TASK DETAILS:
Each line from the material with the word "IndicatorGroup" in it must be copied.

RECORDS SUPPLIED:
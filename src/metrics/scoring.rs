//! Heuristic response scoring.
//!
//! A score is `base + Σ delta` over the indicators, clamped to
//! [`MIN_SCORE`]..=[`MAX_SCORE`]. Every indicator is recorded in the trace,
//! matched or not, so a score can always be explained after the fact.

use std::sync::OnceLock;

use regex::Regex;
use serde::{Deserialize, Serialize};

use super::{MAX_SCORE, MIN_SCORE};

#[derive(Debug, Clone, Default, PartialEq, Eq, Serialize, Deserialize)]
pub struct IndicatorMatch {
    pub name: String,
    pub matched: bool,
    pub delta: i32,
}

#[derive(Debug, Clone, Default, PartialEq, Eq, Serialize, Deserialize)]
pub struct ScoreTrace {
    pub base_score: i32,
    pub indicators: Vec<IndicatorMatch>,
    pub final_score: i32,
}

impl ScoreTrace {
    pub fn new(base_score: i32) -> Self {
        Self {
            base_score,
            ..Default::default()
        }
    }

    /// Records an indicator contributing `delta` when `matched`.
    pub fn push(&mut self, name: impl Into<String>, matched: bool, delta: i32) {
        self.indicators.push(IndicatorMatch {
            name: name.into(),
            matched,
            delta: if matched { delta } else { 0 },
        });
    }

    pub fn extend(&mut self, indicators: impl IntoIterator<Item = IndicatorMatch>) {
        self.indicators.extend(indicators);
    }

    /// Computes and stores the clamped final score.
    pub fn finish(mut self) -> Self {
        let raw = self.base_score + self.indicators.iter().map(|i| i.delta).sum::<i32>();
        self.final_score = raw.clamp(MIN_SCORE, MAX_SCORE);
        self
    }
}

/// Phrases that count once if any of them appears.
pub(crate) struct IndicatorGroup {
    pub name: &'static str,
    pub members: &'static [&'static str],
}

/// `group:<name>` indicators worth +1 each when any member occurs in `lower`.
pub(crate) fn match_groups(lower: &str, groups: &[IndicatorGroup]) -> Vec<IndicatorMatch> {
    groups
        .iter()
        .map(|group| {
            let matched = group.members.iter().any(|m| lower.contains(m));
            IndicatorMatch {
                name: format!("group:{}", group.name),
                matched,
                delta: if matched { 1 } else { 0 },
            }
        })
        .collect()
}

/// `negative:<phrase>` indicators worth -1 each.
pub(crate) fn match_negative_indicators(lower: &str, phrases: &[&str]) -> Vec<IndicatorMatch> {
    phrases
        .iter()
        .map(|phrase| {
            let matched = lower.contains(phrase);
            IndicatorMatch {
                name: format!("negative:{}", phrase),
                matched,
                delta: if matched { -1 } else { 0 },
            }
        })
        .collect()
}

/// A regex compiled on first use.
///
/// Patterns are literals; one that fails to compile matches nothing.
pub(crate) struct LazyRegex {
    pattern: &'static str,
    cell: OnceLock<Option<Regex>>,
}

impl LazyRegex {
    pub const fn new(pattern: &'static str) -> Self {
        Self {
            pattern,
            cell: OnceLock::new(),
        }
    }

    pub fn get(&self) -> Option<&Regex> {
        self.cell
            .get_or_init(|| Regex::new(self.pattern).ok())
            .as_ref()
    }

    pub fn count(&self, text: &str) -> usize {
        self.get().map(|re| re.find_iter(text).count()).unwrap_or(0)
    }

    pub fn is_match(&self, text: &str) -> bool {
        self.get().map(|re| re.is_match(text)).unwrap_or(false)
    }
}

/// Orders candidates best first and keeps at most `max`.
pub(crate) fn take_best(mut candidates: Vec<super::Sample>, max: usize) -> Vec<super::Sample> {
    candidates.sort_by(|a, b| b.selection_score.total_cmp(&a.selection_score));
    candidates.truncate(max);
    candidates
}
---
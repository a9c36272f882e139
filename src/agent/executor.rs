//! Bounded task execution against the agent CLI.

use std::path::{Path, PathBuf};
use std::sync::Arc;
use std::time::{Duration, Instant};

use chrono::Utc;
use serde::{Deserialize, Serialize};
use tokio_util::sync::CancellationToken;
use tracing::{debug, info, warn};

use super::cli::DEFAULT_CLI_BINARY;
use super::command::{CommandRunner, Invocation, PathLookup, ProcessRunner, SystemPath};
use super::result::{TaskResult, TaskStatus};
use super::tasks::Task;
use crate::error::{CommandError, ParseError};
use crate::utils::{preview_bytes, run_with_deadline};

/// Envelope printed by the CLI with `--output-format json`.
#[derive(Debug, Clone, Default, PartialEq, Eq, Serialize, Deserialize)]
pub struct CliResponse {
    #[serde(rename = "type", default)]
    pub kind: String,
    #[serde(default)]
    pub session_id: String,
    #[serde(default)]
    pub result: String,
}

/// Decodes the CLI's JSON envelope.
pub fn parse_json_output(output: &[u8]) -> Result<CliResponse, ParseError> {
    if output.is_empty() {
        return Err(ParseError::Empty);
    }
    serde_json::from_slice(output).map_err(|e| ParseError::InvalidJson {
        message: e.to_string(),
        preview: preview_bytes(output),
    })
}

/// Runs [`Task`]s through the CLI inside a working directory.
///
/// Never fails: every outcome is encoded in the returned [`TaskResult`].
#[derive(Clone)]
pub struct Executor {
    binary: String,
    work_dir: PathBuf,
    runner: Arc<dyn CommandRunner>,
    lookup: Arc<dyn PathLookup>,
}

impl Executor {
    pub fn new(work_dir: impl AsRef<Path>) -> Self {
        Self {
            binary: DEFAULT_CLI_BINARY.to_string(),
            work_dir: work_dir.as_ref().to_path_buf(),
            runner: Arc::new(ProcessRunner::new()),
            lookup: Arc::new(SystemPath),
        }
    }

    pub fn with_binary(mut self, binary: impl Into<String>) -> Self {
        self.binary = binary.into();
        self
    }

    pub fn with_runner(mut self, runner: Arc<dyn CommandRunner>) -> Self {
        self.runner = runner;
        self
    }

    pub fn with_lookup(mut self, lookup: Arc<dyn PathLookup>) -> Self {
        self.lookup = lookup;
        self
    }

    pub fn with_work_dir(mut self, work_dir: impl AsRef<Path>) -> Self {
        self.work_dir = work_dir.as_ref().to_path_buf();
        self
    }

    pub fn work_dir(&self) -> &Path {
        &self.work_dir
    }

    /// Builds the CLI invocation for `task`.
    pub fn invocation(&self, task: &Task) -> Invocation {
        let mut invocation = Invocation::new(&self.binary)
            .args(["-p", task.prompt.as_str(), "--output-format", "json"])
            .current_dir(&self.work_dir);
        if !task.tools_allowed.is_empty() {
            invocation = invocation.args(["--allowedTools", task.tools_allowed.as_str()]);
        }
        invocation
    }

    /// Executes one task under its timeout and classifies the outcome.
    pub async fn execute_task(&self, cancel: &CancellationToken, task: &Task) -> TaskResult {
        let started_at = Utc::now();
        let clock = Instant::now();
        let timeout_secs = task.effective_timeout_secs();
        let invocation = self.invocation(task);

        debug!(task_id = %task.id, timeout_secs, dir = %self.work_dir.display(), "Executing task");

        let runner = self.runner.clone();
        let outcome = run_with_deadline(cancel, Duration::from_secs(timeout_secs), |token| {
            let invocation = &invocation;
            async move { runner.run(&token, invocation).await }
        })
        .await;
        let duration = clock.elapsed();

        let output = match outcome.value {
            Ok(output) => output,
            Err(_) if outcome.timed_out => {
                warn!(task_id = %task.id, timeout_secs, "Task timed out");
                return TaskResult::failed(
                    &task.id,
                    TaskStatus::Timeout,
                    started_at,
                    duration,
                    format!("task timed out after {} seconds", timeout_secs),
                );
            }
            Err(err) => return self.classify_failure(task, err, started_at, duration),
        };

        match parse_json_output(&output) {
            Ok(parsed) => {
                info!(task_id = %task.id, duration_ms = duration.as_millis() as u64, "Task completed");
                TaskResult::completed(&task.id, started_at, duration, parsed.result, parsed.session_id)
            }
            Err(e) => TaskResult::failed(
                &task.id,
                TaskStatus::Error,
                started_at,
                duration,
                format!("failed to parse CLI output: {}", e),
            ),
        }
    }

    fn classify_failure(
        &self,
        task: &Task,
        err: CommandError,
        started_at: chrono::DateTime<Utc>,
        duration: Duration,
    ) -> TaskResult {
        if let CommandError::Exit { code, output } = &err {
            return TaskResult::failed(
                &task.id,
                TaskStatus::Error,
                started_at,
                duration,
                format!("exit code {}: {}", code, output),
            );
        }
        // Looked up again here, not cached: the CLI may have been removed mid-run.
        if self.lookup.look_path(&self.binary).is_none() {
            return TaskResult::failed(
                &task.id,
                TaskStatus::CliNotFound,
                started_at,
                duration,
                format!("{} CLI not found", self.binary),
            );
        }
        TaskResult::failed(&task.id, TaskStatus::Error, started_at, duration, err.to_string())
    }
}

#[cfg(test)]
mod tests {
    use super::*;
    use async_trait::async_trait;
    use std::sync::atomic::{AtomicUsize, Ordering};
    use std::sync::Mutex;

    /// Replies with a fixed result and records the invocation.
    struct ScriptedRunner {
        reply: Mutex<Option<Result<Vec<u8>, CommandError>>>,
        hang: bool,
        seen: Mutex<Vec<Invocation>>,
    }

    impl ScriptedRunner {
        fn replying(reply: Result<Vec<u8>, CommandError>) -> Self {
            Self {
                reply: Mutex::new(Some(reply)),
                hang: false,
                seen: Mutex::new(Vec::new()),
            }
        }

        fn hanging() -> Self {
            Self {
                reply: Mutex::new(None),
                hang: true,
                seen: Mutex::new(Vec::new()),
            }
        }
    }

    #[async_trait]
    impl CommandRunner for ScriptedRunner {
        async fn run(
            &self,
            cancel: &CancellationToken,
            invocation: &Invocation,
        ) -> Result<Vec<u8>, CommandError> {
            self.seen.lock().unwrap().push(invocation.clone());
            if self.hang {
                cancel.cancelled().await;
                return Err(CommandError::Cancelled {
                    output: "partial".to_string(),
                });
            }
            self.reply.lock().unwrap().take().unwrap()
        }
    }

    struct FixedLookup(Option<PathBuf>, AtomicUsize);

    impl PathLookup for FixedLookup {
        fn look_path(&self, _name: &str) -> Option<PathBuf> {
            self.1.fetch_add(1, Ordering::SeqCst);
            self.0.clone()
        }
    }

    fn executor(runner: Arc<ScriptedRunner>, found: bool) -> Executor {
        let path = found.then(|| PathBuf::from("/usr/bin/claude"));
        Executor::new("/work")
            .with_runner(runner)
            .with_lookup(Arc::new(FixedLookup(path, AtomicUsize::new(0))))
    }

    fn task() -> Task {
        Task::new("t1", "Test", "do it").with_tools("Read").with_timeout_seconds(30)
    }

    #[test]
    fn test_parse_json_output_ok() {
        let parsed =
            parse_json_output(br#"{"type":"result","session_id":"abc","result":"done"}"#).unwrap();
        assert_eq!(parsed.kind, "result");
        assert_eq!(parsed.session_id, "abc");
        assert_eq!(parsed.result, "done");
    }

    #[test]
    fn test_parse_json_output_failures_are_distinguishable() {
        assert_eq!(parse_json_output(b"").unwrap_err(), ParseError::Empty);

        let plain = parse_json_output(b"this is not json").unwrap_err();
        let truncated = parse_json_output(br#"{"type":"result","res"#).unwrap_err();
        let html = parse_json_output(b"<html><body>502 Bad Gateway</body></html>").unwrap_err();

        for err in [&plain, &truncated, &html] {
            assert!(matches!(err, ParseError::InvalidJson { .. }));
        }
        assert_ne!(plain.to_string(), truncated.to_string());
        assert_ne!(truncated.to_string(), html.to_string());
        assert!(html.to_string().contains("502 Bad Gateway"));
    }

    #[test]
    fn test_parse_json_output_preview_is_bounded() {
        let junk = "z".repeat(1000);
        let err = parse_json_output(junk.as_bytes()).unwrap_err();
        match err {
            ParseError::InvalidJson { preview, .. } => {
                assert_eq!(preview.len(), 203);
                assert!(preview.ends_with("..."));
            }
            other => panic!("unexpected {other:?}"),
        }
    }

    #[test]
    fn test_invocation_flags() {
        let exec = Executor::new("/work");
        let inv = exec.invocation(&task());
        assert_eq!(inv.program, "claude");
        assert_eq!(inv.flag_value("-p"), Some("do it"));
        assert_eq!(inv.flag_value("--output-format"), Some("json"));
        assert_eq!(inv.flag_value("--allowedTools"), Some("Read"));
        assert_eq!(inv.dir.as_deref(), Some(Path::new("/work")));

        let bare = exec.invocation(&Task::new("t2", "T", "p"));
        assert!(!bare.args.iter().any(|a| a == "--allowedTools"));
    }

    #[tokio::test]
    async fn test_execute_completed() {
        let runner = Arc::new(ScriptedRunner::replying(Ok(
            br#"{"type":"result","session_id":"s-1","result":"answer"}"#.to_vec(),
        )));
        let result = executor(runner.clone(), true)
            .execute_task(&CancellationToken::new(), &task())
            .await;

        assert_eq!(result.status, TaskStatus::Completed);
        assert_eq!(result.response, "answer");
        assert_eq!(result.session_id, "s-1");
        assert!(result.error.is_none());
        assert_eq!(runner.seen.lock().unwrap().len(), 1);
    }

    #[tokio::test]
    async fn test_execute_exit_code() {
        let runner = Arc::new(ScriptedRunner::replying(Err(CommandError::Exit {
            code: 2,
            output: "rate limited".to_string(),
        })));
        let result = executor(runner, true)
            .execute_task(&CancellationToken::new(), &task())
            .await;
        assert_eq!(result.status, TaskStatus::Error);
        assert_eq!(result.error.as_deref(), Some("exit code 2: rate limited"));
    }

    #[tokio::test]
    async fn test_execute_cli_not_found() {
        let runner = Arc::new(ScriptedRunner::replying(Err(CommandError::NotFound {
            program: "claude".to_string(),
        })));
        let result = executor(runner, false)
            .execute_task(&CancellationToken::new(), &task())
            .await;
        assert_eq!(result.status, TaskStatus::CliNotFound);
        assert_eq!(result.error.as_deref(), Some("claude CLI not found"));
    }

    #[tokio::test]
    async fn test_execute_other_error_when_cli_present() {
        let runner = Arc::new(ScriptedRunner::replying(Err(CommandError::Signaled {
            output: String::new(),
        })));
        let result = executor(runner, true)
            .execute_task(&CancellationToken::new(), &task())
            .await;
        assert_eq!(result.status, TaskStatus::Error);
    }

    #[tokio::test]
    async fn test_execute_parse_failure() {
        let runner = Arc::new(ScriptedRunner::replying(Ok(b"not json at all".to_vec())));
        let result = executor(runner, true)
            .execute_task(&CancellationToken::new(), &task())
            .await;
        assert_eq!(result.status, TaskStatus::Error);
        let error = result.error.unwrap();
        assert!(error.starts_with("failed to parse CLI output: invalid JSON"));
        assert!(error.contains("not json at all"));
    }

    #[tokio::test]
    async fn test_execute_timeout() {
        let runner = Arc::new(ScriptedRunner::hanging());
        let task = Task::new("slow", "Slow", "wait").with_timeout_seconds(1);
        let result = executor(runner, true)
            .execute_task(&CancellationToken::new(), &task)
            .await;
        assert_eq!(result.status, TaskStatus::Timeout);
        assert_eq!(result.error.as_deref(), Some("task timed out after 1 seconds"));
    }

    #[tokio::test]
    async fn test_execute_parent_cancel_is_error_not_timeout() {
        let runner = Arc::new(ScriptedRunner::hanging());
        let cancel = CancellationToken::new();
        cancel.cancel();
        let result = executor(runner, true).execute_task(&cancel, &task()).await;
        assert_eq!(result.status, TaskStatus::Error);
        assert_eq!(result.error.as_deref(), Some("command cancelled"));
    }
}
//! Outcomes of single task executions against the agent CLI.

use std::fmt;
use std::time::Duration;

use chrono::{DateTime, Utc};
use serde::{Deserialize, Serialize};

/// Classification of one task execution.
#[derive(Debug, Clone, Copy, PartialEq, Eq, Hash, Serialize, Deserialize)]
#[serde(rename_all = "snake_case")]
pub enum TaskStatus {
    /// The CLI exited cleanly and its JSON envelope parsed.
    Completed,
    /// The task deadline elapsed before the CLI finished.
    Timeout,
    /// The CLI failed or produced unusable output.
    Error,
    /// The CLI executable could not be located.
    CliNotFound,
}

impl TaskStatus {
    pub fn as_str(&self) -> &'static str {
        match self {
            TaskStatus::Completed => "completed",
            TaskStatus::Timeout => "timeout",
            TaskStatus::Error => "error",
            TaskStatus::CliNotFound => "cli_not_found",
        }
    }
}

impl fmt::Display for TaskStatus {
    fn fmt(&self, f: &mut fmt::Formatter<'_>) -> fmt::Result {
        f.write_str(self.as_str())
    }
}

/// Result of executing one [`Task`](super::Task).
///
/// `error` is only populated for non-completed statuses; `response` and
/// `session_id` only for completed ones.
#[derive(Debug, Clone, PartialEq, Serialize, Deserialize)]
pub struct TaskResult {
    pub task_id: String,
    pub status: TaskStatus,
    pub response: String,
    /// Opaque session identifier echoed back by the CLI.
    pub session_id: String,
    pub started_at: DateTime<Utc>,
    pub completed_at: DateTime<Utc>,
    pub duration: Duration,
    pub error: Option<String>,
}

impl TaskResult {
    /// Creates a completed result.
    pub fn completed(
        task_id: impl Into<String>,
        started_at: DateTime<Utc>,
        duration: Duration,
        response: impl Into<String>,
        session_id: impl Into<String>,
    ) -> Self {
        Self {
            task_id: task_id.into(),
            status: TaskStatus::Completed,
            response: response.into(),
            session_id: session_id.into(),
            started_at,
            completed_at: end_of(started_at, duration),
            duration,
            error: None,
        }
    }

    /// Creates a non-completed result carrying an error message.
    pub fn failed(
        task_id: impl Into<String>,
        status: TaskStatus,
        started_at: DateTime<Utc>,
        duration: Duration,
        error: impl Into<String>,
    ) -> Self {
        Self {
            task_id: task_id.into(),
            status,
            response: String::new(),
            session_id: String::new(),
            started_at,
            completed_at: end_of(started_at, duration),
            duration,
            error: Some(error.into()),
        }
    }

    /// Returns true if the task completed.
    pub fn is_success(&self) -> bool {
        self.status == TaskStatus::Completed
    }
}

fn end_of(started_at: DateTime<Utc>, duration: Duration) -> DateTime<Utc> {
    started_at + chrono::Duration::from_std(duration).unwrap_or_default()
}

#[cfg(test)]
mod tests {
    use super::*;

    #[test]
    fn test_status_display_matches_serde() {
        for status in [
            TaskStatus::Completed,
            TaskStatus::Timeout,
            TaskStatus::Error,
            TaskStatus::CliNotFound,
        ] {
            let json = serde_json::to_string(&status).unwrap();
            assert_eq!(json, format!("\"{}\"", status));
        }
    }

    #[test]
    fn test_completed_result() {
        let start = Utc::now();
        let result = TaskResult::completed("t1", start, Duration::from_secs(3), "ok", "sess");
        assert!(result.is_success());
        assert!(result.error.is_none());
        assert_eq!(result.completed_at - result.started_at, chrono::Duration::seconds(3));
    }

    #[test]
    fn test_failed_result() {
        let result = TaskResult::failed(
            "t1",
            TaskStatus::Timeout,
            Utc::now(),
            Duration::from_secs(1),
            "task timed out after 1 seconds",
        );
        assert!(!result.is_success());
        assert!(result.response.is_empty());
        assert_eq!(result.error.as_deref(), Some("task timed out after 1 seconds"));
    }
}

OUTPUT FOR THIS TASK:
pub(crate) struct IndicatorGroup {
pub(crate) fn match_groups(lower: &str, groups: &[IndicatorGroup]) -> Vec<IndicatorMatch> {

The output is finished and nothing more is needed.